» **WORK INSTRUCTIONS**
Please repeat, from the entries that follow, the lines from the one containing "for (offset, c)" through the one containing "let accepted = if" exactly, adding nothing.

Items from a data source
□ □ □ □
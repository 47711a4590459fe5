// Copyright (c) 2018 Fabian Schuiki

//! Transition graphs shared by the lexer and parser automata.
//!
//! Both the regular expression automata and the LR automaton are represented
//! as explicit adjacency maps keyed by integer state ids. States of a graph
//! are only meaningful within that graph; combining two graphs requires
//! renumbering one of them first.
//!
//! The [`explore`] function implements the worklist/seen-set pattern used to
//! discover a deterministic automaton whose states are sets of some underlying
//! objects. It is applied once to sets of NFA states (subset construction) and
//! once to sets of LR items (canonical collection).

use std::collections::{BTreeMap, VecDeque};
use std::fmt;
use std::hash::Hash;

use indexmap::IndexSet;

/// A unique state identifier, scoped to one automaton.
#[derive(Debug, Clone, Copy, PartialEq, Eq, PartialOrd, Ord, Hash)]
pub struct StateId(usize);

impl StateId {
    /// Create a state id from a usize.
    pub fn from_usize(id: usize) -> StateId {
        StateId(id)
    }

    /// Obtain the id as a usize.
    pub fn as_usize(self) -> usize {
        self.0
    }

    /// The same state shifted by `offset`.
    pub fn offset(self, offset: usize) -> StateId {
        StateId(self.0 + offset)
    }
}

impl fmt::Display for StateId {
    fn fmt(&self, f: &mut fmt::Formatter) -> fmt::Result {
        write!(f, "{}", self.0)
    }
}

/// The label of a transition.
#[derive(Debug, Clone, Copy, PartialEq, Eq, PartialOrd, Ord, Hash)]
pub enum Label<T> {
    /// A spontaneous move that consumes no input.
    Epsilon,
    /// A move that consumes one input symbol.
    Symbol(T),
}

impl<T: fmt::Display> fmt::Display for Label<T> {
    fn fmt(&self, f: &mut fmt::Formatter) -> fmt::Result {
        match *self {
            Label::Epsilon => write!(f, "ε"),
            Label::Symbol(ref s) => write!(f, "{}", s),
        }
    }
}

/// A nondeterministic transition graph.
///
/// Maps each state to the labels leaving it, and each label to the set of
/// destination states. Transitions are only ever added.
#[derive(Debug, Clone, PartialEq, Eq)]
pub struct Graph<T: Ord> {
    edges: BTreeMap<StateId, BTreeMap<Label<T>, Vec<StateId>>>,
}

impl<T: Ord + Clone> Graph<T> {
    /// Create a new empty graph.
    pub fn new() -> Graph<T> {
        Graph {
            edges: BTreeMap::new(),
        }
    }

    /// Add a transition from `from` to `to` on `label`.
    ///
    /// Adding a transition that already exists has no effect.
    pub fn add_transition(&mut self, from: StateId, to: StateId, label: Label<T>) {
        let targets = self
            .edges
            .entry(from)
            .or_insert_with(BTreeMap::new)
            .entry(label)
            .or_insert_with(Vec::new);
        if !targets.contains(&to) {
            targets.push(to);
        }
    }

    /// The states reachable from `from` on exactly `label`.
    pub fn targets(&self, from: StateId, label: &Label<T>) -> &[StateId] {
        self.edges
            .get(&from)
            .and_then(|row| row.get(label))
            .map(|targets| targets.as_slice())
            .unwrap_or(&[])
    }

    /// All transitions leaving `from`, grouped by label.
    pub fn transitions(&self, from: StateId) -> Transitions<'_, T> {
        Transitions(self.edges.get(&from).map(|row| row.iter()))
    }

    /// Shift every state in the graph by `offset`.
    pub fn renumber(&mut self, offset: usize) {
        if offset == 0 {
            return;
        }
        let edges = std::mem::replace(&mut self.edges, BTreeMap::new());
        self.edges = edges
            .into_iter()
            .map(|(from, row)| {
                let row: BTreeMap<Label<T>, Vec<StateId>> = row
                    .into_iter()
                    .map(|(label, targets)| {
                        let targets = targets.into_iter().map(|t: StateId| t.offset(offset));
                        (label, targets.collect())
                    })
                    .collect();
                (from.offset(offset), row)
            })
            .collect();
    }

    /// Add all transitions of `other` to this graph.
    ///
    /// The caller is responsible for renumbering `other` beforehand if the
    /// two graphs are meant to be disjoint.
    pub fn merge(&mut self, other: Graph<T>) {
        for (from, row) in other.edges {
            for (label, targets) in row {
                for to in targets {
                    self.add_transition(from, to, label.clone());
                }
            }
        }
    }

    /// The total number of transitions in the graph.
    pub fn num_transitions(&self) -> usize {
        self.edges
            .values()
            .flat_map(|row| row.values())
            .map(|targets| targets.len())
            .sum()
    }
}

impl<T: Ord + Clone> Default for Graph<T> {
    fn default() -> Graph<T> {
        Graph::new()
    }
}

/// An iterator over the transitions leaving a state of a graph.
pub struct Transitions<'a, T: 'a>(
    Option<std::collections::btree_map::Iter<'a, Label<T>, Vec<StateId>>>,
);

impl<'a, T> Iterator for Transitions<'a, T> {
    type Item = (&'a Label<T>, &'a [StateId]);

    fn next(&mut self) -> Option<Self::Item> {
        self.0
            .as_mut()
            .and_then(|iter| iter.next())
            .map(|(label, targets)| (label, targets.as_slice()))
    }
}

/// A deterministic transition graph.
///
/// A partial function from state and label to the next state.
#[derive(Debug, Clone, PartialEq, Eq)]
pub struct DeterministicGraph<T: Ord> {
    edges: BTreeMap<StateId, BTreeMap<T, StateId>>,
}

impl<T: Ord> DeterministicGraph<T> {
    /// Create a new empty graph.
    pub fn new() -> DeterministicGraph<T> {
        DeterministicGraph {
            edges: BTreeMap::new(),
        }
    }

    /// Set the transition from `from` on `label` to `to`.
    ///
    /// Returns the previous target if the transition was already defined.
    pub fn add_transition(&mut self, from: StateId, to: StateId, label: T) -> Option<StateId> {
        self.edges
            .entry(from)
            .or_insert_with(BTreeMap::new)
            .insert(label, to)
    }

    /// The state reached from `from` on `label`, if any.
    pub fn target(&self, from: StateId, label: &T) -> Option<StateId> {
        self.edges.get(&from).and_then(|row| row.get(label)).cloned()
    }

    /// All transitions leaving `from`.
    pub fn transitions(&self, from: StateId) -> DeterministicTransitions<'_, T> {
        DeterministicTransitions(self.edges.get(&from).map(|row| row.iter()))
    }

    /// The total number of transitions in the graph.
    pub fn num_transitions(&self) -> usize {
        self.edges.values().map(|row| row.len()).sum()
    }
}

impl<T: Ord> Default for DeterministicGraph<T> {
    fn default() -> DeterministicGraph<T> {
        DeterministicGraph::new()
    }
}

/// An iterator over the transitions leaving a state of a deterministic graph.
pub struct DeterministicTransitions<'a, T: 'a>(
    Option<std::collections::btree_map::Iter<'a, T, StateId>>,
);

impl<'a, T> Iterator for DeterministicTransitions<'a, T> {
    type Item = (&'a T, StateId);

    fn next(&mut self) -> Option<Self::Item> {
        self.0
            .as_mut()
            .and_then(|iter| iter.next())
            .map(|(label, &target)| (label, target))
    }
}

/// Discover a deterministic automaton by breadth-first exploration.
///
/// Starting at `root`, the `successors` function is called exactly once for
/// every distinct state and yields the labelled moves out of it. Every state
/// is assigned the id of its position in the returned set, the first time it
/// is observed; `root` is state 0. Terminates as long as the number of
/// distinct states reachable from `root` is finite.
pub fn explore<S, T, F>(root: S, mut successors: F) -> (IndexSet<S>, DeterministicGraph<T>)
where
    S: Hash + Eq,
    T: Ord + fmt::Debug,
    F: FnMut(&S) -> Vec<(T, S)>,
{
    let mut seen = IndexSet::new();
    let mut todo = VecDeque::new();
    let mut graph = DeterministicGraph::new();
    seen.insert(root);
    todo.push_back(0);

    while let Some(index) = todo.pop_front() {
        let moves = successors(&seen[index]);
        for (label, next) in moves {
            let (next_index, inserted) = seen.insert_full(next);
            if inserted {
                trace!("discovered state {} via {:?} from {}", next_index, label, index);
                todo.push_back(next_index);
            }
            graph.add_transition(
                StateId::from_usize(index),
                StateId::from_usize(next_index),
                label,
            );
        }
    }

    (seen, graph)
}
□ □ □ □
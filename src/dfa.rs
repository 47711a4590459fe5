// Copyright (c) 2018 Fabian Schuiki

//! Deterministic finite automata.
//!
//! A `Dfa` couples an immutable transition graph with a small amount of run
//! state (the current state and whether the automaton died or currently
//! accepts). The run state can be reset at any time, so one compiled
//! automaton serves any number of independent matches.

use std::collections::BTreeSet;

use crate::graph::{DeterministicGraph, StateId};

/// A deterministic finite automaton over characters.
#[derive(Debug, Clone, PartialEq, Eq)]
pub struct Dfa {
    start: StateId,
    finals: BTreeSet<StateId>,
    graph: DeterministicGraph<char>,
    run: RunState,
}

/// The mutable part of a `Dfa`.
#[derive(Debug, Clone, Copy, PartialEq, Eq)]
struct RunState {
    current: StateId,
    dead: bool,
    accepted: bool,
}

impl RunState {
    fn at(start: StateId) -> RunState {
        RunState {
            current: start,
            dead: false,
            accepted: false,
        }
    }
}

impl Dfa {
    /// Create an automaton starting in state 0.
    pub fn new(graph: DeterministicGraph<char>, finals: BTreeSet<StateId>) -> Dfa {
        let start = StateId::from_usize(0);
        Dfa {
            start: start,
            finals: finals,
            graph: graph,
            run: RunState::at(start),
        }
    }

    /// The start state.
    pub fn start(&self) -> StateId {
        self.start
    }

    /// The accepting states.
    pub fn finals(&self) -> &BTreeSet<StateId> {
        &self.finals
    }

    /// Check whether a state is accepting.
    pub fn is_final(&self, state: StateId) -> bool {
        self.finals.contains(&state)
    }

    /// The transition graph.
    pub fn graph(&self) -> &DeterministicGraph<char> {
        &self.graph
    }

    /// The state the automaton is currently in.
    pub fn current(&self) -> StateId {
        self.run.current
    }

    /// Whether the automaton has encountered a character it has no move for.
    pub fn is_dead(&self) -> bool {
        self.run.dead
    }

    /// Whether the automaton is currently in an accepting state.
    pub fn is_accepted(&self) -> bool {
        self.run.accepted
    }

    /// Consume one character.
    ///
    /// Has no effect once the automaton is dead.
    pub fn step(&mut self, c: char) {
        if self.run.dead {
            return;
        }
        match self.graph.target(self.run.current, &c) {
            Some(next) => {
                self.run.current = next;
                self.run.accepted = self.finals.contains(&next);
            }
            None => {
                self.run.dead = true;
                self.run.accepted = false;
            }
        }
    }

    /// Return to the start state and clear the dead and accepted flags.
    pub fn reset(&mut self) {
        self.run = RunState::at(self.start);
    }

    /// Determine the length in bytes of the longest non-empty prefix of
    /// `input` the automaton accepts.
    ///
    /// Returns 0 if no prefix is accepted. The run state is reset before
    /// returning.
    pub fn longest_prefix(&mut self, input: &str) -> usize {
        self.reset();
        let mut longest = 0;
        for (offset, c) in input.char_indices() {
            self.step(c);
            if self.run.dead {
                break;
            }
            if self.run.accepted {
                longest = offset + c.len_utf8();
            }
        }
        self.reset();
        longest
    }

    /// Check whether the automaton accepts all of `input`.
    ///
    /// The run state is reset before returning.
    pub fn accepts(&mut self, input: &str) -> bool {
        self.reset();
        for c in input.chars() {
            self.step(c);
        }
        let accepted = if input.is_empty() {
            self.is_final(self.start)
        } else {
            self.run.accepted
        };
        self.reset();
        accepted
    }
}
□ □ □ □
» **ANSWER TO THE PROBLEM**
        for (offset, c) in input.char_indices() {
            self.step(c);
            if self.run.dead {
                break;
            }
            if self.run.accepted {
                longest = offset + c.len_utf8();
            }
        }
        self.reset();
        longest
    }

    /// Check whether the automaton accepts all of `input`.
    ///
    /// The run state is reset before returning.
    pub fn accepts(&mut self, input: &str) -> bool {
        self.reset();
        for c in input.chars() {
            self.step(c);
        }
        let accepted = if input.is_empty() {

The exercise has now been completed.